We are only weeks away from the 60th birthday of the phrase "white-collar crime", but the label has so much work to do now, there is no prospect of it going into retirement. Since the American sociologist Edwin H Sutherland coined the phrase in his 1939 presidential address to the American Sociological Society, there has been a growing social awareness that not all crime is committed by working-class men who hold cigarettes between thumb and index finger and look furtively over their shoulders.
A great deal of evidence now suggests that white-collar and corporate crimes hurt, kill, misappropriate, pollute, deceive, defraud and despoil on a much higher scale than ordinary crime. For many, therefore, the revelation last week that many white-collar criminals refuse to accept they have done anything really wrong is quite galling.

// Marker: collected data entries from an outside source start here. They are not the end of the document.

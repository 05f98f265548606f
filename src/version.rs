// Copyright (c) 2025 Fabstir
// SPDX-License-Identifier: BUSL-1.1
// Version information for the enhance-detect node

/// Full version string with feature description
pub const VERSION: &str = "v0.1.0-enhance-detect-2025-10-19";

/// Semantic version number
pub const VERSION_NUMBER: &str = "0.1.0";

/// Major version number
pub const VERSION_MAJOR: u32 = 0;

/// Minor version number
pub const VERSION_MINOR: u32 = 1;

/// Patch version number
pub const VERSION_PATCH: u32 = 0;

/// Build date
pub const BUILD_DATE: &str = "2025-10-19";

/// Supported features in this version
pub const FEATURES: &[&str] = &[
    "onnx-enhancement",
    "yolo-detection",
    "bounding-box-annotation",
    "multipart-upload",
    "artifact-storage",
];

/// Get formatted version string for logging
pub fn get_version_string() -> String {
    format!("Enhance-Detect Node {} ({})", VERSION_NUMBER, BUILD_DATE)
}
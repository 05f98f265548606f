// Copyright (c) 2025 Fabstir
// SPDX-License-Identifier: BUSL-1.1
//! Enhance-then-detect request pipeline
//!
//! One call to [`PredictPipeline::run`] handles one upload end to end:
//! staging, enhancement, detection on the saved enhanced image, and
//! annotation. Every step is blocking; async callers run it on the blocking
//! thread pool.

use std::path::PathBuf;
use std::sync::Arc;

use thiserror::Error;
use tracing::{debug, info};

use crate::storage::{ArtifactStore, StorageError};
use crate::vision::annotation::{
    draw_annotations, format_label, AnnotateError, Annotation, AnnotationStyle,
};
use crate::vision::detection::{Detection, ObjectDetector};
use crate::vision::enhancement::{postprocess_enhanced, preprocess_for_enhancement, ImageEnhancer};
use crate::vision::image_utils::{decode_image_bytes, open_image, save_image, ImageError};

/// A file received from the client
#[derive(Debug, Clone)]
pub struct UploadedFile {
    pub filename: String,
    pub bytes: Vec<u8>,
}

/// What a successful pipeline run produced
#[derive(Debug, Clone, PartialEq)]
pub enum PredictOutcome {
    /// Annotated image written to `result_path`
    Annotated {
        result_path: PathBuf,
        detections: Vec<Detection>,
    },
    /// The detector found nothing; no result file was written
    NoDetections,
}

#[derive(Debug, Error)]
pub enum PipelineError {
    #[error(transparent)]
    Storage(#[from] StorageError),

    #[error(transparent)]
    Image(#[from] ImageError),

    #[error("{0:#}")]
    Inference(anyhow::Error),

    #[error("Unknown class index {0}")]
    UnknownClass(usize),

    #[error(transparent)]
    Annotate(#[from] AnnotateError),
}

pub struct PredictPipeline {
    store: ArtifactStore,
    enhancer: Arc<dyn ImageEnhancer>,
    detector: Arc<dyn ObjectDetector>,
    style: AnnotationStyle,
}

impl PredictPipeline {
    pub fn new(
        store: ArtifactStore,
        enhancer: Arc<dyn ImageEnhancer>,
        detector: Arc<dyn ObjectDetector>,
    ) -> Self {
        Self {
            store,
            enhancer,
            detector,
            style: AnnotationStyle::default(),
        }
    }

    /// Run the full pipeline for one upload
    pub fn run(&self, upload: &UploadedFile) -> Result<PredictOutcome, PipelineError> {
        let filename = upload.filename.as_str();

        // Stage the raw upload, then work from what is on disk
        let upload_path = self.store.save_upload(filename, &upload.bytes)?;
        let raw = self.store.read(&upload_path)?;
        let (image, info) = decode_image_bytes(&raw)?;
        debug!(
            "Decoded {} ({}x{}, {:?}, {} bytes)",
            filename, info.width, info.height, info.format, info.size_bytes
        );

        let batch = preprocess_for_enhancement(&image);
        let enhanced = self
            .enhancer
            .enhance(&batch)
            .map_err(PipelineError::Inference)?;
        let enhanced_image = image::DynamicImage::ImageRgb8(postprocess_enhanced(&enhanced));

        let enhanced_path = self.store.enhanced_path(filename)?;
        save_image(&enhanced_image, &enhanced_path)?;
        debug!("Saved enhanced image to {}", enhanced_path.display());

        let detections = self
            .detector
            .detect_path(&enhanced_path)
            .map_err(PipelineError::Inference)?;

        if detections.is_empty() {
            info!("No objects detected in {}", filename);
            return Ok(PredictOutcome::NoDetections);
        }

        let annotations = detections
            .iter()
            .map(|det| -> Result<Annotation, PipelineError> {
                let name = self
                    .detector
                    .class_name(det.class_id)
                    .ok_or(PipelineError::UnknownClass(det.class_id))?;
                Ok(Annotation {
                    detection: *det,
                    label: format_label(&name, det.confidence),
                })
            })
            .collect::<Result<Vec<_>, _>>()?;

        let canvas = open_image(&enhanced_path)?.to_rgb8();
        let annotated = draw_annotations(&canvas, &annotations, &self.style)?;

        let result_path = self.store.result_path(filename)?;
        save_image(&image::DynamicImage::ImageRgb8(annotated), &result_path)?;
        info!(
            "Annotated {} object(s) in {} -> {}",
            detections.len(),
            filename,
            result_path.display()
        );

        Ok(PredictOutcome::Annotated {
            result_path,
            detections,
        })
    }
}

The disclosure was made at the British Psychological Society's division of criminological and legal psychology annual conference in Durham. Research by Sara Willott from Coventry University has found that many professionals thought that they were morally superior to "common criminals".
The effect of white-collar crimes is gigantic when compared to ordinary crime. Yet the law, policing, investigation and sentencing in these areas are notably weak in contrast to how ordinary crime is dealt with.
One Home Office document has estimated that "the overall cost of juvenile crime is probably in the region of pounds 4bn a year". This was regarded as sufficiently alarming to warrant the promulgation of legislation with a panoply of new measures, including parental control orders and the lowering of the ordinary age of criminal responsibility to ten. Yet there is much more to worry about in relation to white-collar offences, which commentators have estimated costs society between two and ten times the amount lost in ordinary crime.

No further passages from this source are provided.